Hooks — local, short-lived UI state#

Why they are needed: components are functions that re-run on every render. Plain local variables get reinitialized each time, and changing them doesn’t tell Flet to update the view. Hooks (e.g., ft.use_state) give a component a place to persist values across renders and a way to signal a re-render when those values change.

What hooks solve

  • Persistence: locals reset on each render; hook state survives.
  • Reactivity: modifying a local doesn’t refresh the UI; a hook’s setter schedules a re-render.
  • Fresh values in handlers: event callbacks won’t see stale locals; they read the latest hook state.

Use hooks for short-lived, view-only concerns (like an “is editing?” flag or current input text) that belong to a single component. Use observables for durable app/domain data shared across components.

Example

# Broken: local resets every render and doesn't trigger updates @ft.component def CounterBroken():  count = 0  return ft.Row([  ft.Text(str(count)),  ft.Button("+", on_click=lambda _: (count := count + 1)), # no re-render  ])  # Correct: persists across renders and re-renders when updated @ft.component def Counter():  count, set_count = ft.use_state(0)  return ft.Row([  ft.Text(str(count)),  ft.Button("+", on_click=lambda _: set_count(count + 1)),  ]) 

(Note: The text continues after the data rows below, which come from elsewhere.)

use std::sync::Arc;

use tokio::net::TcpListener;
use tokio::sync::Semaphore;
use tracing::info;
use tracing_subscriber::EnvFilter;

use slotbook::auth::AdminSet;
use slotbook::clock::SystemClock;
use slotbook::config::Config;
use slotbook::tenant::{TenantManager, TenantSettings};
use slotbook::wire;

#[tokio::main]
async fn main() -> Result<(), Box<dyn std::error::Error>> {
    tracing_subscriber::fmt()
        .with_env_filter(EnvFilter::try_from_default_env().unwrap_or_else(|_| EnvFilter::new("info")))
        .init();

    let config = Config::from_env()?;
    slotbook::observability::init(config.metrics_port)?;

    let tls_acceptor = slotbook::tls::acceptor(&config)?;

    std::fs::create_dir_all(&config.data_dir)?;

    let settings = TenantSettings {
        mode: config.mode,
        compact_threshold: config.compact_threshold,
        clock: Arc::new(SystemClock::with_offset_minutes(config.utc_offset_minutes)),
    };
    let tenant_manager = Arc::new(TenantManager::new(config.data_dir.clone(), settings));
    let admins = AdminSet::new(config.admins.iter().cloned());
    let max_connections = config.max_connections;
    let semaphore = Arc::new(Semaphore::new(max_connections));

    let addr = format!("{}:{}", config.bind, config.port);
    let listener = TcpListener::bind(&addr).await?;
    info!("slotbook listening on {addr}");
    info!("  data_dir: {}", config.data_dir.display());
    info!("  availability mode: {}", config.mode);
    info!("  admins: {}", config.admins.join(", "));
    info!("  max_connections: {max_connections}");
    info!("  tls: {}", if tls_acceptor.is_some() { "enabled" } else { "disabled" });

    // Stop accepting on SIGTERM/ctrl-c, then drain in-flight connections
    let shutdown = async {
        let ctrl_c = tokio::signal::ctrl_c();
        #[cfg(unix)]
        {
            match tokio::signal::unix::signal(tokio::signal::unix::SignalKind::terminate()) {
                Ok(mut sigterm) => {
                    tokio::select! {
                        _ = ctrl_c => {}
                        _ = sigterm.recv() => {}
                    }
                }
                Err(e) => {
                    tracing::warn!("no SIGTERM handler ({e}), ctrl-c only");
                    ctrl_c.await.ok();
                }
            }
        }
        #[cfg(not(unix))]
        {
            ctrl_c.await.ok();
        }
    };
    tokio::pin!(shutdown);

    loop {
        tokio::select! {
            result = listener.accept() => {
                let (socket, peer) = match result {
                    Ok(conn) => conn,
                    Err(e) => {
                        tracing::error!("accept error: {e}");
                        continue;
                    }
                };

                let permit = match semaphore.clone().try_acquire_owned() {
                    Ok(permit) => permit,
                    Err(_) => {
                        tracing::warn!("connection limit reached, rejecting {peer}");
                        metrics::counter!(slotbook::observability::CONNECTIONS_REJECTED_TOTAL).increment(1);
                        drop(socket);
                        continue;
                    }
                };

                info!("connection from {peer}");
                metrics::counter!(slotbook::observability::CONNECTIONS_TOTAL).increment(1);
                metrics::gauge!(slotbook::observability::CONNECTIONS_ACTIVE).increment(1.0);
                let tm = tenant_manager.clone();
                let pw = config.password.clone();
                let admins = admins.clone();
                let tls = tls_acceptor.clone();

                tokio::spawn(async move {
                    let _permit = permit; // held until connection closes
                    if let Err(e) = wire::process_connection(socket, tm, pw, admins, tls).await {
                        tracing::error!("connection error from {peer}: {e}");
                    }
                    metrics::gauge!(slotbook::observability::CONNECTIONS_ACTIVE).decrement(1.0);
                });
            }
            _ = &mut shutdown => {
                info!("shutdown signal received, stopping accept loop");
                break;
            }
        }
    }

    info!("draining connections...");
    let drain_deadline = tokio::time::sleep(std::time::Duration::from_secs(10));
    tokio::pin!(drain_deadline);

    loop {
        if semaphore.available_permits() == max_connections {
            info!("all connections drained");
            break;
        }
        tokio::select! {
            _ = &mut drain_deadline => {
                let remaining = max_connections - semaphore.available_permits();
                tracing::warn!("drain timeout, {remaining} connections still open");
                break;
            }
            _ = tokio::time::sleep(std::time::Duration::from_millis(100)) => {}
        }
    }

    info!("slotbook stopped");
    Ok(())
}
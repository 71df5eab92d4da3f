mod availability;
mod conflict;
mod error;
mod ledger;
mod mutations;
mod policy;
mod provider;
mod queries;
mod reservations;
mod slots;
mod store;
#[cfg(test)]
mod tests;

pub use availability::{candidates_for_date, expand, resolve, Candidate};
pub use error::EngineError;
pub use ledger::CreditLedger;
pub use policy::{default_policy, refund_amount, refund_percentage, refund_tier};
pub use provider::{
    provider_for, AvailabilityMode, AvailabilityProvider, Claim, CuratedSlotProvider, RuleProvider,
};
pub use store::Book;

use std::io;
use std::path::PathBuf;
use std::sync::Arc;

use chrono::NaiveDateTime;
use tokio::sync::{mpsc, oneshot, OwnedRwLockWriteGuard, RwLock, RwLockReadGuard};
use tracing::{error, info};

use crate::clock::Clock;
use crate::model::*;
use crate::notify::NotifyHub;
use crate::wal::Wal;

// ── Group-commit WAL channel ─────────────────────────────

pub(super) enum WalCommand {
    Append {
        commit: Commit,
        response: oneshot::Sender<io::Result<()>>,
    },
    Compact {
        snapshot: Commit,
        response: oneshot::Sender<io::Result<()>>,
    },
    AppendsSinceCompact {
        response: oneshot::Sender<u64>,
    },
}

type Pending = (Commit, oneshot::Sender<io::Result<()>>);

/// Background task that owns the WAL and batches commits for group commit.
/// 1. Block until the first Append arrives.
/// 2. Buffer it (no fsync).
/// 3. Drain all immediately available Appends (the batch window).
/// 4. Single flush_sync for the whole batch.
/// 5. Respond to all senders.
async fn wal_writer_loop(mut wal: Wal, mut rx: mpsc::Receiver<WalCommand>) {
    while let Some(cmd) = rx.recv().await {
        match cmd {
            WalCommand::Append { commit, response } => {
                let mut batch = vec![(commit, response)];
                let mut deferred = None;

                loop {
                    match rx.try_recv() {
                        Ok(WalCommand::Append { commit, response }) => {
                            batch.push((commit, response));
                        }
                        Ok(other) => {
                            deferred = Some(other);
                            break;
                        }
                        Err(_) => break,
                    }
                }

                flush_and_respond(&mut wal, &mut batch);
                if let Some(other) = deferred {
                    handle_non_append(&mut wal, other);
                }
            }
            other => handle_non_append(&mut wal, other),
        }
    }
}

fn flush_and_respond(wal: &mut Wal, batch: &mut Vec<Pending>) {
    metrics::histogram!(crate::observability::WAL_FLUSH_BATCH_SIZE).record(batch.len() as f64);
    let flush_start = std::time::Instant::now();
    let result = flush_batch(wal, batch);
    metrics::histogram!(crate::observability::WAL_FLUSH_DURATION_SECONDS)
        .record(flush_start.elapsed().as_secs_f64());
    if let Err(e) = &result {
        error!("WAL flush failed for {} commits: {e}", batch.len());
    }
    for (_, tx) in batch.drain(..) {
        let r = match &result {
            Ok(()) => Ok(()),
            Err(e) => Err(io::Error::new(e.kind(), e.to_string())),
        };
        let _ = tx.send(r);
    }
}

fn flush_batch(wal: &mut Wal, batch: &[Pending]) -> io::Result<()> {
    for (commit, _) in batch {
        if let Err(e) = wal.append_buffered(commit) {
            // Nothing from a failed batch may reach the log.
            if let Err(cut) = wal.rollback() {
                error!("WAL rollback failed: {cut}");
            }
            return Err(e);
        }
    }
    wal.flush_sync()
}

fn handle_non_append(wal: &mut Wal, cmd: WalCommand) {
    match cmd {
        WalCommand::Compact { snapshot, response } => {
            let result = Wal::write_compact_file(wal.path(), &snapshot)
                .and_then(|()| wal.swap_compact_file());
            let _ = response.send(result);
        }
        WalCommand::AppendsSinceCompact { response } => {
            let _ = response.send(wal.appends_since_compact());
        }
        WalCommand::Append { commit, response } => {
            let mut batch = vec![(commit, response)];
            flush_and_respond(wal, &mut batch);
        }
    }
}

/// Booking engine for one schedule owner.
///
/// All five tables live in one [`Book`] behind a single lock. Every write
/// path takes the owned write guard, validates, and hands the guard to
/// [`Engine::commit`], so checks and effects form one serializable unit.
pub struct Engine {
    book: Arc<RwLock<Book>>,
    wal_tx: mpsc::Sender<WalCommand>,
    pub notify: Arc<NotifyHub>,
    clock: Arc<dyn Clock>,
    provider: Arc<dyn AvailabilityProvider>,
}

impl Engine {
    pub fn new(
        wal_path: PathBuf,
        notify: Arc<NotifyHub>,
        mode: AvailabilityMode,
        clock: Arc<dyn Clock>,
    ) -> io::Result<Self> {
        let replay = Wal::replay(&wal_path)?;
        let commits = replay.commits;
        let mut book = Book::default();
        for commit in &commits {
            for event in &commit.events {
                book.apply(event);
            }
        }
        info!(
            "replayed {} commits from {} ({} reservations)",
            commits.len(),
            wal_path.display(),
            book.reservations().count()
        );

        let wal = Wal::open(&wal_path, replay.valid_len)?;
        let (wal_tx, wal_rx) = mpsc::channel(4096);
        tokio::spawn(wal_writer_loop(wal, wal_rx));

        Ok(Self {
            book: Arc::new(RwLock::new(book)),
            wal_tx,
            notify,
            clock,
            provider: Arc::from(provider_for(mode)),
        })
    }

    pub fn mode(&self) -> AvailabilityMode {
        self.provider.mode()
    }

    /// Canonical server time for every business rule.
    pub fn now(&self) -> NaiveDateTime {
        self.clock.now()
    }

    pub(super) fn provider(&self) -> &dyn AvailabilityProvider {
        self.provider.as_ref()
    }

    pub(super) async fn read(&self) -> RwLockReadGuard<'_, Book> {
        self.book.read().await
    }

    pub(super) async fn write(&self) -> OwnedRwLockWriteGuard<Book> {
        self.book.clone().write_owned().await
    }

    async fn wal_append(wal_tx: &mpsc::Sender<WalCommand>, commit: Commit) -> Result<(), EngineError> {
        let (tx, rx) = oneshot::channel();
        wal_tx
            .send(WalCommand::Append { commit, response: tx })
            .await
            .map_err(|_| EngineError::Persistence("WAL writer shut down".into()))?;
        rx.await
            .map_err(|_| EngineError::Persistence("WAL writer dropped response".into()))?
            .map_err(|e| EngineError::Persistence(e.to_string()))
    }

    /// Make `events` durable as one WAL record, then apply them under `guard`.
    ///
    /// Runs in its own task so a caller dropped mid-commit cannot leave the
    /// log and memory disagreeing. Nothing is applied if the append fails.
    pub(super) async fn commit(
        &self,
        guard: OwnedRwLockWriteGuard<Book>,
        events: Vec<Event>,
    ) -> Result<(), EngineError> {
        if events.is_empty() {
            return Ok(());
        }
        let wal_tx = self.wal_tx.clone();
        let task = tokio::spawn(async move {
            let mut guard = guard;
            let commit = Commit { events };
            Self::wal_append(&wal_tx, commit.clone()).await?;
            for event in &commit.events {
                guard.apply(event);
            }
            Ok::<(), EngineError>(())
        });
        task.await
            .map_err(|e| EngineError::Persistence(format!("commit task failed: {e}")))?
    }

    /// Rewrite the WAL as a snapshot of current state.
    ///
    /// The read guard is held until the swap lands, so no commit can slip in
    /// between snapshot and rename.
    pub async fn compact_wal(&self) -> Result<(), EngineError> {
        let guard = self.book.read().await;
        let snapshot = guard.snapshot();
        let (tx, rx) = oneshot::channel();
        self.wal_tx
            .send(WalCommand::Compact { snapshot, response: tx })
            .await
            .map_err(|_| EngineError::Persistence("WAL writer shut down".into()))?;
        let result = rx
            .await
            .map_err(|_| EngineError::Persistence("WAL writer dropped response".into()))?
            .map_err(|e| EngineError::Persistence(e.to_string()));
        drop(guard);
        result
    }

    pub async fn wal_appends_since_compact(&self) -> u64 {
        let (tx, rx) = oneshot::channel();
        if self
            .wal_tx
            .send(WalCommand::AppendsSinceCompact { response: tx })
            .await
            .is_err()
        {
            return 0;
        }
        rx.await.unwrap_or(0)
    }
}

Rule of thumb: if a value must survive re-renders and updating it should change the UI, don’t use a plain local — use hook state (for local UI) or an observable (for shared, persisted data).

Rewrite recipes (imperative → declarative)#

1) Visibility toggles → Conditional rendering#

# Imperative self.text.visible = False self.save_button.visible = True self.page.update()  # Declarative return (  ft.Row([...read-only...])  if not is_editing  else ft.Row([...edit form...]) ) 

2) Direct control mutation → Model mutation#

# Imperative self.text.value = f"{first} {last}"  # Declarative user.update(new_first_name, new_last_name) 

3) page.update() everywhere → Nowhere#

  • Imperative handlers end with page.update().
  • Declarative code updates observable fields or use_state values and lets Flet re-render.

4) Handlers manipulate state, not the view#

# Declarative example set_is_editing(True) set_new_first_name(user.first_name) 

5) Extract UI into components#

  • UserView = one row (read-only/editing)
  • AddUserForm = small, reusable add form

Summary#

The declarative style makes your UI a straightforward function of your data. It may not be make a big difference for a very simple app, but as your screen grows, you’ll add state and components, not scattered mutations of controls in different places. The result: code that’s easier to understand, maintain, and change — without chasing visible flags or manual updates.